CLIP 相关工作2

Posted on 2024-06-26 Edited on 2024-12-28 In Paper reading Views:

Something like

CLIPasso
The goal is that given an image, generate a stroke image with several simple curves to represent this image.
Based on some initial points, curves can be drawn to generate a simple stroke image. The function from points to the stroke image is differentiable. Then to make sure the stroke image represent the given image, two kinds of losses are designed. One loss is based on CLIP, that the CLIP image embedding from the two images should be similar. The other is geometric loss, that the features in the shallow layers of a VGG/ResNet of these two images should be similar.

CLIP4Clip
The goal is to use CLIP to do video retrieval. Given a text, retrieve the associate videos. Very simple, there are three kinds of ways to use CLIP image encoder to get the embedding of a video. The first way, calculating the image embedding of each frame, then use avg pooling. Second way, use LSTM/1D Conv to fuse the image embedding from frames. Third way, use a cls token along with the frame embeddings and use a transformer to get the cls embedding in the output.
ActionCLIP
Datasets are annotated with video-label pairs.
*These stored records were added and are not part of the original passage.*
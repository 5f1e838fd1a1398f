//! Operating-state reconciliation and zone composition for thermozone.
//!
//! The reconciler resolves the single authoritative operating state from a
//! requested state and a fixed, ordered list of override sources (central
//! building mode, safety, open windows, the auto-shutdown decision). The
//! [`ZoneController`] composes the reconciler, regulator and scheduler into
//! one evaluation tick.

pub mod error;
pub mod profile;
pub mod reconciler;
pub mod signals;
pub mod state;
pub mod zone;

pub use error::{StateError, StateResult};
pub use profile::{WindowAction, ZoneProfile};
pub use reconciler::{OverrideReason, StateReconciler};
pub use signals::OverrideSignals;
pub use state::{OperatingState, StateChanges};
pub use zone::{TickOutcome, ZoneController};
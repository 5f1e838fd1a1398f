//! Duty cycle to valve degree mapping.
//!
//! Proportional valves don't get temporal scheduling: the duty cycle is
//! translated directly into an opening degree, with a switch-on threshold
//! below which the valve rests at its configured closed position.

use crate::error::{CycleError, CycleResult};
use serde::{Deserialize, Serialize};
use tz_core::Real;

/// Physical opening profile of a proportional valve, degrees in percent.
#[derive(Debug, Clone, Copy, PartialEq, Eq, Serialize, Deserialize)]
pub struct ValveProfile {
    /// Opening degree applied right at the switch-on threshold.
    pub min_opening_degree: u8,
    /// Opening degree at 100% duty.
    pub max_opening_degree: u8,
    /// Resting closing degree: below the threshold the valve opens to
    /// `100 - max_closing_degree`, not necessarily fully closed.
    pub max_closing_degree: u8,
    /// Duty percentage the demand must exceed before the valve opens.
    pub opening_threshold: u8,
}

impl ValveProfile {
    /// Create a valve profile.
    ///
    /// # Errors
    ///
    /// Returns an error if any degree exceeds 100% or the threshold leaves
    /// no room to interpolate.
    pub fn new(
        min_opening_degree: u8,
        max_opening_degree: u8,
        max_closing_degree: u8,
        opening_threshold: u8,
    ) -> CycleResult<Self> {
        if min_opening_degree > 100
            || max_opening_degree > 100
            || max_closing_degree > 100
        {
            return Err(CycleError::InvalidArg {
                what: "valve degrees must lie in [0, 100]",
            });
        }
        if opening_threshold >= 100 {
            return Err(CycleError::InvalidArg {
                what: "opening_threshold must lie in [0, 100)",
            });
        }
        Ok(Self {
            min_opening_degree,
            max_opening_degree,
            max_closing_degree,
            opening_threshold,
        })
    }
}

/// Opening/closing degree pair. Always sums to exactly 100.
#[derive(Debug, Clone, Copy, PartialEq, Eq, Serialize, Deserialize)]
pub struct ValveDegreePair {
    pub opening_degree: u8,
    pub closing_degree: u8,
}

/// Map a duty percentage in [0, 100] onto the valve's physical degrees.
///
/// Above the switch-on threshold the opening interpolates linearly from
/// `min_opening_degree` to `max_opening_degree` at full duty. At or below the
/// threshold the valve rests at `100 - max_closing_degree`. A profile with
/// `min_opening_degree >= max_opening_degree` is corrected by substituting
/// the threshold for the minimum, with a logged warning.
pub fn opening_closing_degrees(duty_percent: Real, profile: &ValveProfile) -> ValveDegreePair {
    let mut min_od = profile.min_opening_degree as Real / 100.0;
    let max_od = profile.max_opening_degree as Real / 100.0;
    let max_cd = profile.max_closing_degree as Real / 100.0;
    let threshold = profile.opening_threshold as Real / 100.0;

    if profile.min_opening_degree >= profile.max_opening_degree {
        tracing::warn!(
            min = profile.min_opening_degree,
            max = profile.max_opening_degree,
            "min opening degree not below max, falling back to the threshold"
        );
        min_od = threshold;
    }

    let duty = duty_percent.clamp(0.0, 100.0) / 100.0;
    let opening = if duty > threshold {
        min_od + (max_od - min_od) / (1.0 - threshold) * (duty - threshold)
    } else {
        1.0 - max_cd
    };

    let opening_degree = (opening * 100.0).round().clamp(0.0, 100.0) as u8;
    ValveDegreePair {
        opening_degree,
        closing_degree: 100 - opening_degree,
    }
}


#[cfg(test)]
mod proptests {
    use super::*;
    use proptest::prelude::*;

    proptest! {
        #[test]
        fn degrees_always_sum_to_one_hundred(
            duty in -50.0_f64..150.0,
            min_od in 0_u8..=100,
            max_od in 0_u8..=100,
            max_cd in 0_u8..=100,
            threshold in 0_u8..100,
        ) {
            let profile = ValveProfile::new(min_od, max_od, max_cd, threshold).unwrap();
            let pair = opening_closing_degrees(duty, &profile);
            prop_assert_eq!(pair.opening_degree as u16 + pair.closing_degree as u16, 100);
            prop_assert!(pair.opening_degree <= 100);
        }
    }
}
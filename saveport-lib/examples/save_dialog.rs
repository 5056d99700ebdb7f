//! Opens the native save dialog and writes a small text file wherever the
//! user points it. Run with `RUST_LOG=debug` to watch the request lifecycle.

use base64::{engine::general_purpose::STANDARD as BASE64_STANDARD, Engine as _};
use saveport_lib::{NativePicker, SaveBridge};

#[tokio::main(flavor = "current_thread")]
async fn main() -> Result<(), Box<dyn std::error::Error>> {
    env_logger::init();

    let bridge = SaveBridge::new(NativePicker);
    let content = BASE64_STANDARD.encode(b"hello from saveport\n");
    let ticket = bridge.request_save("hello.txt", &content, Some("text/plain"))?;

    match ticket.wait().await? {
        Some(destination) => println!("Saved to {}", destination),
        None => println!("Save cancelled"),
    }
    Ok(())
}
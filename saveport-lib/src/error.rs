use std::io;
use std::path::PathBuf;

use thiserror::Error;

/// Top-level error enum for the Saveport library.
#[derive(Error, Debug)]
pub enum Error {
    #[error("fileName or bytes missing")]
    InvalidArguments,

    #[error("Base64 decoding error: {0}")]
    Base64Decode(#[from] base64::DecodeError),

    #[error("Failed to write destination {1}: {0}")]
    DestinationWrite(io::Error, PathBuf),

    #[error("Request superseded by a newer save request")]
    Superseded,

    #[error("Bridge dropped before the picker returned")]
    BridgeClosed,
}
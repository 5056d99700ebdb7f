use log::{debug, error};

use saveport_protocol::{
    ErrorCode, ErrorResponse, Request, Response, SaveFileRequest, SaveResultResponse,
    SAVE_FILE_METHOD,
};

use crate::bridge::SaveBridge;
use crate::error::Error;

/// Handles one typed request from the channel and produces the response.
pub async fn handle_request(request: Request, bridge: &SaveBridge) -> Response {
    match request {
        Request::SaveFile(req) => handle_save_file(req, bridge).await,
    }
}

/// Router for hosts whose channel delivers `(method, arguments)` pairs, the
/// shape a UI-layer method channel speaks. Arguments arrive as a JSON object.
pub async fn handle_method(method: &str, arguments: &str, bridge: &SaveBridge) -> Response {
    if method != SAVE_FILE_METHOD {
        debug!("Rejecting unknown channel method: {}", method);
        return error_response(
            ErrorCode::NotImplemented,
            format!("Unknown method: {}", method),
        );
    }

    match serde_json::from_str::<SaveFileRequest>(arguments) {
        Ok(req) => handle_save_file(req, bridge).await,
        Err(e) => error_response(
            ErrorCode::InvalidArgs,
            format!("Malformed saveFile arguments: {}", e),
        ),
    }
}

async fn handle_save_file(req: SaveFileRequest, bridge: &SaveBridge) -> Response {
    let (Some(file_name), Some(bytes)) = (req.file_name.as_deref(), req.bytes.as_deref()) else {
        return error_response(ErrorCode::InvalidArgs, "fileName or bytes missing".to_string());
    };

    let ticket = match bridge.request_save(file_name, bytes, req.mime_type.as_deref()) {
        Ok(ticket) => ticket,
        Err(e) => return error_for(e),
    };

    match ticket.wait().await {
        Ok(destination) => Response::SaveResult(SaveResultResponse { destination }),
        Err(e) => error_for(e),
    }
}

fn error_for(e: Error) -> Response {
    let code = match e {
        Error::InvalidArguments => ErrorCode::InvalidArgs,
        _ => ErrorCode::SaveError,
    };
    error!("saveFile failed ({}): {}", code, e);
    error_response(code, e.to_string())
}

fn error_response(code: ErrorCode, message: String) -> Response {
    Response::Error(ErrorResponse { code, message })
}
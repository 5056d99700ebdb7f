mod native;

pub use native::NativePicker;

use crate::bridge::{RequestId, SaveBridge};

/// What the bridge asks the picker to open: a "create document" dialog
/// suggesting `suggested_name` and constrained by `mime_type`.
#[derive(Debug, Clone, PartialEq, Eq)]
pub struct PickRequest {
    pub id: RequestId,
    pub suggested_name: String,
    pub mime_type: String,
}

/// Platform destination picker.
///
/// `open` must not block. The implementation eventually calls
/// `bridge.on_picker_result(request.id, outcome)` exactly once, whether the
/// user confirmed a destination or dismissed the dialog. A picker that never
/// reports back leaves the bridge awaiting it indefinitely.
pub trait DocumentPicker: Send + Sync {
    fn open(&self, request: PickRequest, bridge: SaveBridge);
}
The method fine-tunes CLIP, by introducing some text prompt (in order to get a complete sentence that contains the label) and image prompt (i.e., image adapters which can be trained). Similarly to CLIP4Clip, they use CLIP image encoder to get video embeddings and calculate the similarity between on video embeddings and text embeddings. The difference to CLIP is that the GT is not a diagonal matrix but also has some non-zero elements on other places. This happens when multiple videos share one action.
Therefore, they can do zero-shot action recognition.
AudioCLIP
They just use the idea of CLIP, they have video-text-audio dataset, such that three pairs are used to do contrastive learning.
PointCLIP
They might fine-tune CLIP or just use CLIP encoders to extract text and image embeddings. Each point cloud has a label which can be converted to a sentence by some prompting. Then the point cloud are used to extract different images through different angles. Based on that, they have image-text pairs.
Therefore, they can do zero-shot point cloud recognition.
DepthCLIP
This can be quite simple, as original images can be processed by CLIP image encoder, then the GT depth image can be used to first extract sentences, by something like: this object is far/unseen/close, by setting some thresholds of the depths to define the object.